Saratoga County

Plans for park soccer fields sidelined

Plans to create soccer fields in the town’s new 150-acre park in Rexford have been sidelined, but


Plans to create soccer fields in the town’s new 150-acre park in Rexford have been sidelined, but a recreation committee will meet this week to plan for future space needs for soccer and other sports in Clifton Park.

Town Councilman Tom Paolucci, committee chairman, said all plans to add or move sports fields will be suspended until there is more information about short- and long-term athletic needs.

“I don’t support any new active fields [now],” Paolucci said. “We don’t know how many fields — soccer, baseball, lacrosse, football — we even need right now. We have more questions than we have answers.”

The committee, comprising residents from all areas of town, open space representatives and elected officials, entertained the idea of using some of the new park land on Route 146 near Garnsey Road and Nott Farms for about 10 soccer fields.
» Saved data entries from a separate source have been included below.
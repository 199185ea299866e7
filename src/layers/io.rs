use serde::{Serialize, Deserialize};

use crate::activation::activation::ActivationFunction;
use crate::math::neurons::Neurons;
use crate::math::ops;

/// Raw feature values presented to the network's first layer.
///
/// The input layer is always linear with a bias of 1.0; neither takes part in
/// any computation.
#[derive(Debug, Clone, PartialEq, Default, Serialize, Deserialize)]
pub struct Input {
    values: Neurons,
}

impl Input {
    /// `size` zero-valued features.
    pub fn new(size: usize) -> Input {
        Input { values: Neurons::new(size) }
    }

    pub fn size(&self) -> usize {
        self.values.len()
    }

    pub fn neurons(&self) -> &Neurons {
        &self.values
    }

    pub fn neuron_mut(&mut self, i: usize) -> &mut f64 {
        self.values.value_mut(i)
    }

    pub fn activation(&self) -> ActivationFunction {
        ActivationFunction::Linear
    }

    pub fn bias(&self) -> f64 {
        1.0
    }
}

impl AsRef<Neurons> for Input {
    fn as_ref(&self) -> &Neurons {
        &self.values
    }
}

impl From<Vec<f64>> for Input {
    fn from(values: Vec<f64>) -> Self {
        Input { values: Neurons::from(values) }
    }
}

impl From<Neurons> for Input {
    fn from(values: Neurons) -> Self {
        Input { values }
    }
}

/// The network's last layer.
///
/// Describes the output layer when building a network (size, activation,
/// bias) and also serves as an expected or predicted output value, e.g. a
/// one-hot label.
#[derive(Debug, Clone, PartialEq, Serialize, Deserialize)]
pub struct Output {
    values: Neurons,
    activation: ActivationFunction,
    bias: f64,
}

impl Output {
    /// Output layer description with `size` zeroed neurons.
    pub fn new(size: usize, activation: ActivationFunction, bias: f64) -> Output {
        Output {
            values: Neurons::new(size),
            activation,
            bias,
        }
    }

    /// One-hot label for `class` out of `count` classes.
    pub fn one_hot(class: usize, count: usize) -> Output {
        Output::from(Neurons::one_hot(class, count))
    }

    pub fn size(&self) -> usize {
        self.values.len()
    }

    pub fn neurons(&self) -> &Neurons {
        &self.values
    }

    pub fn activation(&self) -> ActivationFunction {
        self.activation
    }

    pub fn bias(&self) -> f64 {
        self.bias
    }

    /// Index of the strongest neuron, i.e. the decoded class.
    pub fn class(&self) -> usize {
        ops::largest(&self.values)
    }
}

impl AsRef<Neurons> for Output {
    fn as_ref(&self) -> &Neurons {
        &self.values
    }
}

/// Wraps label or prediction values. The layer fields fall back to a sigmoid
/// activation with bias 1.0; use [`Output::new`] to describe a layer.
impl From<Neurons> for Output {
    fn from(values: Neurons) -> Self {
        Output {
            values,
            activation: ActivationFunction::Sigmoid,
            bias: 1.0,
        }
    }
}

impl From<Vec<f64>> for Output {
    fn from(values: Vec<f64>) -> Self {
        Output::from(Neurons::from(values))
    }
}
That move would have taken the pressure off the 80-acre Clifton Common, which has six regulation and three half-size soccer fields.

But neighbors near the site aired their concerns at several Town Board meetings about traffic, littering, noise, lighting, altering the landscape of the heavily wooded acreage and the possible negative effects on surface and groundwater once septic systems were installed at the park. Opponents said they weren’t against the idea of finding field space, but it needed to have another location.
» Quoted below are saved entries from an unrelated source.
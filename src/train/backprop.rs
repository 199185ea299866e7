use log::trace;
use serde::{Serialize, Deserialize};

use crate::activation::activation::ActivationFunction;
use crate::loss::loss_type::LossType;
use crate::math::neurons::Neurons;
use crate::math::ops;
use crate::network::network::Network;
use crate::network::observation::Observation;
use crate::optim::gradients::NetworkGradients;
use crate::optim::sgd::Sgd;

/// Where the activation derivative is evaluated when forming a layer's local
/// gradient `delta = dOutput ⊙ f'(·)`.
#[derive(Debug, Clone, Copy, PartialEq, Eq, Default, Serialize, Deserialize)]
#[serde(rename_all = "snake_case")]
pub enum DeltaRule {
    /// `f'` evaluated at the layer's activations: standard back-propagation.
    #[default]
    Activation,
    /// `f'` evaluated at the incoming gradient `dOutput` itself.
    ///
    /// Reproduces the figures of the classic "backpropagation example with
    /// numbers" walkthrough that the engine was first checked against. It
    /// flips the sign of negative errors and cannot be used for training.
    Gradient,
}

/// Per-layer gradients for one observation.
///
/// `error` is the loss derivative with respect to the output activations.
/// All gradients are computed from the weights of `network` as given; none
/// are updated along the way.
///
/// # Panics
/// Panics if `observation` was not produced by a network of the same depth,
/// or if `error` does not match the output layer size.
pub fn compute_gradients(
    network: &Network,
    observation: &Observation,
    error: &Neurons,
    rule: DeltaRule,
) -> NetworkGradients {
    assert_eq!(
        observation.len(),
        network.len(),
        "observation has {} layers but the network has {}",
        observation.len(),
        network.len()
    );
    assert_eq!(
        error.len(),
        network.output_size(),
        "error has {} values but the output layer has {} neurons",
        error.len(),
        network.output_size()
    );

    let mut gradients = Vec::with_capacity(network.len() - 1);
    let mut d_output = error.clone();

    for l in (1..network.len()).rev() {
        let layer = &network[l];
        let delta = local_gradient(layer.activation(), &d_output, observation.activation(l), rule);
        gradients.push(layer.compute_gradients(&delta, observation.activation(l - 1)));

        if l > 1 {
            d_output = layer.propagate(&delta);
        }
    }

    gradients.reverse();
    NetworkGradients::new(gradients)
}

/// One gradient-descent step from a precomputed output error.
/// Returns the updated network; `network` itself is left untouched.
pub fn back_propagate_error(
    network: &Network,
    observation: &Observation,
    error: &Neurons,
    learning_rate: f64,
    rule: DeltaRule,
) -> Network {
    let gradients = compute_gradients(network, observation, error, rule);
    trace!(
        "back-propagated {} layers, output bias gradient {:.6}",
        gradients.len(),
        gradients.layer(network.len() - 1).bias
    );
    Sgd::new(learning_rate).apply(network, &gradients)
}

/// One gradient-descent step towards `expected` under `loss`.
///
/// Uses [`DeltaRule::Activation`]. The figures of the published
/// "backpropagation example with numbers" walkthrough come out of
/// [`back_propagate_error`] with [`DeltaRule::Gradient`] instead.
pub fn back_propagate(
    network: &Network,
    observation: &Observation,
    expected: &Neurons,
    loss: LossType,
    learning_rate: f64,
) -> Network {
    let error = loss.derivative(observation.output(), expected);
    back_propagate_error(network, observation, &error, learning_rate, DeltaRule::Activation)
}

fn local_gradient(
    activation: ActivationFunction,
    d_output: &Neurons,
    a: &Neurons,
    rule: DeltaRule,
) -> Neurons {
    let slope = match rule {
        DeltaRule::Activation => activation.derivative(a),
        DeltaRule::Gradient => activation.derivative(d_output),
    };
    Neurons::from_matrix(ops::hadamard(d_output, &slope))
}

#[cfg(test)]
mod tests {
    use super::*;
    use crate::layers::io::{Input, Output};
    use crate::math::matrix::Matrix;
    use crate::network::spec::LayerSpec;
    use approx::assert_relative_eq;

    fn sigmoid_net(w1: &[f64], w2: &[f64]) -> Network {
        let hidden = [LayerSpec::new(2, ActivationFunction::Sigmoid, 0.5)];
        let output = Output::new(2, ActivationFunction::Sigmoid, 0.5);
        let mut net = Network::new(&Input::new(2), &hidden, &output).unwrap();
        *net[1].weights_mut() = Matrix::from_vec(w1.to_vec(), 2);
        *net[2].weights_mut() = Matrix::from_vec(w2.to_vec(), 2);
        net
    }

    #[test]
    fn gradients_match_finite_differences() {
        let net = sigmoid_net(&[0.15, 0.25, 0.2, 0.3], &[0.4, 0.5, 0.45, 0.55]);
        let input = Neurons::from(vec![0.05, 0.1]);
        let expected = Neurons::from(vec![0.01, 0.99]);
        let loss = LossType::SquaredError;

        let observation = net.observe(&input);
        let error = loss.derivative(observation.output(), &expected);
        let gradients = compute_gradients(&net, &observation, &error, DeltaRule::Activation);

        // Cost summed over output neurons so its gradient matches `error`.
        let total = |n: &Network| ops::sum(&loss.loss(&n.predict(&input), &expected));
        let h = 1e-6;
        for l in 1..net.len() {
            for i in 0..net[l].size() {
                for j in 0..net[l].input_size() {
                    let mut plus = net.clone();
                    *plus[l].weight_mut(i, j) += h;
                    let mut minus = net.clone();
                    *minus[l].weight_mut(i, j) -= h;
                    let numeric = (total(&plus) - total(&minus)) / (2.0 * h);
                    let analytic = gradients.layer(l).weights.value(i, j);
                    assert_relative_eq!(analytic, numeric, epsilon = 1e-8);
                }
            }
        }
    }

    #[test]
    fn input_layer_is_never_updated() {
        let mut net = sigmoid_net(&[0.1, 0.2, 0.3, 0.4], &[0.5, 0.6, 0.7, 0.8]);
        *net[0].weights_mut() = Matrix::from_vec(vec![9.0, 9.0], 1);
        let observation = net.observe(Neurons::from(vec![1.0, 0.0]));
        let updated = back_propagate(&net, &observation, &Neurons::from(vec![0.0, 1.0]), LossType::SquaredError, 0.5);
        assert_eq!(updated[0], net[0]);
        assert_ne!(updated[2], net[2]);
    }

    #[test]
    fn back_propagation_reduces_the_cost() {
        let net = sigmoid_net(&[0.15, 0.25, 0.2, 0.3], &[0.4, 0.5, 0.45, 0.55]);
        let input = Neurons::from(vec![0.05, 0.1]);
        let expected = Neurons::from(vec![0.01, 0.99]);

        let before = LossType::SquaredError.cost(&net.predict(&input), &expected);
        let observation = net.observe(&input);
        let updated = back_propagate(&net, &observation, &expected, LossType::SquaredError, 0.5);
        let after = LossType::SquaredError.cost(&updated.predict(&input), &expected);
        assert!(after < before);
    }

    #[test]
    #[should_panic]
    fn observation_from_another_network_is_rejected() {
        let net = sigmoid_net(&[0.1; 4], &[0.1; 4]);
        let shallow = Network::new(&Input::new(2), &[], &Output::new(2, ActivationFunction::Sigmoid, 0.5)).unwrap();
        let observation = shallow.observe(Neurons::new(2));
        compute_gradients(&net, &observation, &Neurons::new(2), DeltaRule::Activation);
    }

    #[test]
    #[should_panic]
    fn error_of_the_wrong_length_is_rejected() {
        let net = sigmoid_net(&[0.1; 4], &[0.1; 4]);
        let observation = net.observe(Neurons::new(2));
        compute_gradients(&net, &observation, &Neurons::new(3), DeltaRule::Activation);
    }
}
“We understand it’s a huge sport in this area, but it’s totally inappropriate to put fields on that land,” Fran Gordon said. “It would be very costly and would break up the interdependency of the ecosystem; you change one part of the environment there and it affects every other part.”

The Clifton Park soccer program has outgrown its current home with an enrollment of 1,400 players in the youth recreational program and more than 600 players in the travel soccer program. The recreational program consists of a 10-week spring league and a seven-week fall league. The travel program begins in September and ends in mid-July.

Talks centered last week on scaling back plans for 10 fields at the Rexford park to locating three or four fields in the rear of the parcel, a move Gordon said would still interrupt passive use of the land.

“Anyone using the park for walking, hiking or biking would come across the fields; you can’t just tuck them away into the back,” Gordon said. “The noise, water issues and parking problems would also remain.”

Paolucci said the committee will move ahead this week to put the engineering plan out to bid to use the land for a passive park with year-round access to walking and cross-country trails, pavilions, picnic areas and a central water feature such as a pond.

“Once we get a draft plan, we’ll invite everyone to weigh in on it; this isn’t something that’s going to move ahead until it meets everyone’s approval,” Paolucci said.

In the meantime, Paolucci said they’ll take a look at neighboring towns and their athletic space.

The town of Halfmoon, for example, is building eight baseball fields at its new family park location due to be completed in 18 months.

“There are incentives for towns to share facilities, and with the entire county growing in population it only makes sense to work cooperatively,” Paolucci said.